Il existe des livres à l'usage des enfants, à l'usage des étrangers, à l'usage d'une élite. Il en exista ad usum Delphini. La seconde moitié du XX* siècle a vu naître les traités de linguistique ad usum ordinatoris.

Par leurs techniques d'analyse comme par leurs processus de création des phrases, les doctrines formalistes en vogue pendant ces vingt dernières années sont adéquates au fonctionnement des machines électroniques, autant qu'inadaptées à l'enseignement pratique de la langue. L'analyse automatique d'un texte ne peut être que «distributionnelle ». Pour reconnaître la nature morphologique et la fonction syntaxique d'un mot, la machine ne dispose que du texte, ainsi que d'une grammaire et d'un lexique utilisables seulement en fonction du texte. Une séquence phonique comme [ar] est-elle le mot art, le mot are, la fin d'un mot comme épinard ou le début d'un mot comme artichaut? La perspicacité de théoriciens comme Z. H. Harris s'est dépensée à résoudre des problèmes de ce genre par l'analyse du contexte (dont chaque élément est lui-même défini par l'analyse de son contexte).

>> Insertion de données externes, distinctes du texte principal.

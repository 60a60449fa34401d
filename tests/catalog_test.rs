use std::sync::{Arc, Mutex};

use async_trait::async_trait;
use tunesource::error::SourceError;
use tunesource::management::{CatalogManager, TrackCache};
use tunesource::providers::{MiguProvider, MockProvider, SourceProvider};
use tunesource::types::{Lyric, PlaybackUrl, SourceId, Track};

fn mock_catalog() -> CatalogManager {
    CatalogManager::new(Arc::new(MockProvider::new()), 100)
}

fn test_track(id: &str, title: &str, pic: &str) -> Track {
    Track {
        id: id.to_string(),
        title: title.to_string(),
        artist: "unknown artist".to_string(),
        album: "unknown album".to_string(),
        duration: 200,
        pic: pic.to_string(),
        url: "https://example.com/music/test.mp3".to_string(),
        source: SourceId::Mock,
        resolution_token: None,
        lyric: Lyric::default(),
    }
}

/// Serves one prepared batch of records per search call, repeating the last
/// batch once the script runs out.
struct SequencedProvider {
    batches: Mutex<Vec<Vec<Track>>>,
}

impl SequencedProvider {
    fn new(batches: Vec<Vec<Track>>) -> Self {
        Self {
            batches: Mutex::new(batches),
        }
    }
}

#[async_trait]
impl SourceProvider for SequencedProvider {
    fn id(&self) -> SourceId {
        SourceId::Mock
    }

    async fn search(&self, _keyword: &str, _page: u32, _limit: u32) -> (Vec<Track>, u64) {
        let mut batches = self.batches.lock().unwrap();
        let batch = if batches.len() > 1 {
            batches.remove(0)
        } else {
            batches.first().cloned().unwrap_or_default()
        };
        let total = batch.len() as u64;
        (batch, total)
    }

    async fn resolve_url(&self, track: &Track) -> Result<PlaybackUrl, SourceError> {
        Ok(PlaybackUrl {
            url: track.url.clone(),
            br: 320,
        })
    }

    async fn resolve_lyric(&self, track: &Track) -> Result<Lyric, SourceError> {
        Ok(track.lyric.clone())
    }
}

#[tokio::test]
async fn test_search_qingtian_returns_single_mock_track() {
    let catalog = mock_catalog();

    let page = catalog.search("晴天", 1, 20).await.unwrap();
    assert_eq!(page.list.len(), 1);
    assert_eq!(page.total, 1);
    assert_eq!(page.page, 1);
    assert_eq!(page.limit, 20);

    let hit = &page.list[0];
    assert_eq!(hit.id, "1");
    assert_eq!(hit.title, "晴天");
    assert_eq!(hit.source, SourceId::Mock);
}

#[tokio::test]
async fn test_url_for_searched_id_returns_mock_url() {
    let catalog = mock_catalog();
    catalog.search("晴天", 1, 20).await.unwrap();

    let playback = catalog.url("1").await.unwrap();
    assert_eq!(playback.url, "https://example.com/music/qingtian.mp3");
    assert_eq!(playback.br, 320);
}

#[tokio::test]
async fn test_every_searched_id_is_resolvable() {
    let catalog = mock_catalog();

    // Artist substring matches the whole catalog.
    let page = catalog.search("周杰伦", 1, 20).await.unwrap();
    assert_eq!(page.list.len(), 3);

    for hit in &page.list {
        assert!(catalog.song(&hit.id).await.is_ok());
        assert!(catalog.url(&hit.id).await.is_ok());
        assert!(catalog.lyric(&hit.id).await.is_ok());
        assert!(catalog.pic(&hit.id).await.is_ok());
    }
}

#[tokio::test]
async fn test_unsearched_id_is_not_found() {
    let catalog = mock_catalog();

    assert!(matches!(
        catalog.song("does-not-exist").await,
        Err(SourceError::NotFound)
    ));
    assert!(matches!(
        catalog.url("does-not-exist").await,
        Err(SourceError::NotFound)
    ));
    assert!(matches!(
        catalog.lyric("does-not-exist").await,
        Err(SourceError::NotFound)
    ));
    assert!(matches!(
        catalog.pic("does-not-exist").await,
        Err(SourceError::NotFound)
    ));

    // A syntactically plausible id is no better than a nonsense one.
    assert!(matches!(
        catalog.song("99").await,
        Err(SourceError::NotFound)
    ));
}

#[tokio::test]
async fn test_empty_keyword_is_a_parameter_error() {
    let catalog = mock_catalog();

    assert!(matches!(
        catalog.search("", 1, 20).await,
        Err(SourceError::MissingParameter("keyword"))
    ));
    assert!(matches!(
        catalog.search("   ", 1, 20).await,
        Err(SourceError::MissingParameter("keyword"))
    ));
}

#[tokio::test]
async fn test_substring_search_matches_title() {
    let catalog = mock_catalog();

    let page = catalog.search("晴", 1, 20).await.unwrap();
    assert_eq!(page.list.len(), 1);
    assert_eq!(page.list[0].id, "1");
}

#[tokio::test]
async fn test_repeated_search_is_idempotent() {
    let catalog = mock_catalog();

    let first = catalog.search("周杰伦", 1, 20).await.unwrap();
    let second = catalog.search("周杰伦", 1, 20).await.unwrap();

    let first_ids: Vec<&str> = first.list.iter().map(|t| t.id.as_str()).collect();
    let second_ids: Vec<&str> = second.list.iter().map(|t| t.id.as_str()).collect();
    assert_eq!(first_ids, second_ids);

    for id in second_ids {
        assert!(catalog.song(id).await.is_ok());
    }
}

#[tokio::test]
async fn test_evicted_id_resolves_as_not_found() {
    // Capacity of one: every put evicts the previous record.
    let catalog = CatalogManager::new(Arc::new(MockProvider::new()), 1);

    let page = catalog.search("周杰伦", 1, 20).await.unwrap();
    assert_eq!(page.list.len(), 3);
    assert_eq!(catalog.cached_tracks(), 1);

    // Only the last-cached record survives.
    assert!(matches!(
        catalog.song("1").await,
        Err(SourceError::NotFound)
    ));
    assert!(catalog.song("3").await.is_ok());
}

#[tokio::test]
async fn test_song_serves_full_cached_record() {
    let catalog = mock_catalog();
    catalog.search("晴天", 1, 20).await.unwrap();

    let detail = catalog.song("1").await.unwrap();
    assert_eq!(detail.id, "1");
    assert_eq!(detail.title, "晴天");
    assert_eq!(detail.artist, "周杰伦");
    assert_eq!(detail.album, "叶惠美");
    assert_eq!(detail.duration, 267);
    assert_eq!(detail.url, "https://example.com/music/qingtian.mp3");
    assert_eq!(detail.source, SourceId::Mock);
    assert!(detail.lyric.contains("故事的小黄花"));
    assert_eq!(detail.tlyric, "");
}

#[tokio::test]
async fn test_lyric_is_flattened_with_newline_per_block() {
    let catalog = mock_catalog();
    catalog.search("晴天", 1, 20).await.unwrap();

    let (lyric, tlyric) = catalog.lyric("1").await.unwrap();
    assert_eq!(lyric, "[00:00.00]词: 方文山 曲: 周杰伦\n[00:05.00]故事的小黄花\n");
    assert_eq!(tlyric, "");
}

#[tokio::test]
async fn test_later_search_overwrites_cached_record() {
    let catalog = CatalogManager::new(
        Arc::new(SequencedProvider::new(vec![
            vec![test_track(
                "7",
                "first pressing",
                "https://example.com/cover/a.jpg",
            )],
            vec![test_track("7", "remaster", "https://example.com/cover/b.jpg")],
        ])),
        100,
    );

    catalog.search("pressing", 1, 20).await.unwrap();
    assert_eq!(catalog.song("7").await.unwrap().title, "first pressing");

    // Same id, fresher upstream data: last write wins, no merge.
    catalog.search("pressing", 1, 20).await.unwrap();
    let detail = catalog.song("7").await.unwrap();
    assert_eq!(detail.title, "remaster");
    assert_eq!(detail.pic, "https://example.com/cover/b.jpg");
    assert_eq!(catalog.cached_tracks(), 1);
}

#[test]
fn test_cache_put_overwrites_same_id() {
    let cache = TrackCache::new(10);
    cache.put("7".to_string(), test_track("7", "first pressing", ""));
    cache.put("7".to_string(), test_track("7", "remaster", ""));

    assert_eq!(cache.len(), 1);
    assert_eq!(cache.get("7").unwrap().title, "remaster");
}

#[tokio::test]
async fn test_pic_normalizes_cover_scheme_at_the_boundary() {
    // Records straight from a provider may still carry plain-http or
    // scheme-relative covers; the façade upgrades them before they surface.
    let catalog = CatalogManager::new(
        Arc::new(SequencedProvider::new(vec![vec![
            test_track("h", "plain http cover", "http://img.example.com/a.jpg"),
            test_track("r", "scheme relative cover", "//img.example.com/b.jpg"),
        ]])),
        100,
    );
    catalog.search("cover", 1, 20).await.unwrap();

    assert_eq!(
        catalog.pic("h").await.unwrap(),
        "https://img.example.com/a.jpg"
    );
    assert_eq!(
        catalog.pic("r").await.unwrap(),
        "https://img.example.com/b.jpg"
    );
}

#[tokio::test]
async fn test_pic_returns_cover_url() {
    let catalog = mock_catalog();
    catalog.search("稻香", 1, 20).await.unwrap();

    let pic = catalog.pic("3").await.unwrap();
    assert_eq!(pic, "https://example.com/cover/daoxiang.jpg");
}

#[tokio::test]
async fn test_migu_track_without_token_is_playback_unavailable() {
    // A Migu hit whose copyright token is empty cannot be played; the
    // adapter reports that before ever touching the network.
    let provider = MiguProvider::new();
    let track = Track {
        id: "4300".to_string(),
        title: "晴天".to_string(),
        artist: "周杰伦".to_string(),
        album: "叶惠美".to_string(),
        duration: 0,
        pic: String::new(),
        url: String::new(),
        source: SourceId::Migu,
        resolution_token: Some(String::new()),
        lyric: Lyric::default(),
    };

    assert!(matches!(
        provider.resolve_url(&track).await,
        Err(SourceError::PlaybackUnavailable)
    ));

    let track = Track {
        resolution_token: None,
        ..track
    };
    assert!(matches!(
        provider.resolve_url(&track).await,
        Err(SourceError::PlaybackUnavailable)
    ));
}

Une version moins pure de cette « behaviour approach » est représentée par le «fonctionnalisme » que prônait par exemple Eric Buyssens en 1950 dans un article de Grammaire et Psychologie (numéro spécial du Journal de Psychologie) : la classe d'un mot n'est définissable que par les fonctions qu'il peut remplir dans la phrase, comme la nature d'une pièce du jeu d'échecs est définie non par sa substance (une tour, un cheval, etc.), mais par les mouvements qu'elle peut exécuter. Comparaison couramment invoquée depuis Saussure pour démontrer que « la langue est une forme, non une substance » (Cours de linguistique générale, p. 169). Or il n'est pas besoin de réfléchir longtemps pour découvrir que les mouvements des pièces du jeu d'échecs sont définis, en fait, à partir de la substance, qui est l'échiquier, plateau divisé en 64 cases. Une fonction a toujours un réfèrent substantiel : fonction pure est fiction. Buyssens lui-même se montrait plus pragmatiste quand, définissant le nom et le pronom (de façon bien incomplète) par l'aptitude à la fonction sujet, définie elle- même par rapport au verbe appelé « prédicat », il définissait le prédicat comme le terme exprimant « soit un état de choses — c'est-à-dire un concours de circonstances conçu en dehors de toute idée de changement; soit un changement dans l'état des choses » (Les langages et le discours, p. 84); c'est prendre encore la substance pour dernier recours, issue que Buyssens ne sut éviter, même dans son ouvrage plus récent Les catégories grammaticales du français (1975).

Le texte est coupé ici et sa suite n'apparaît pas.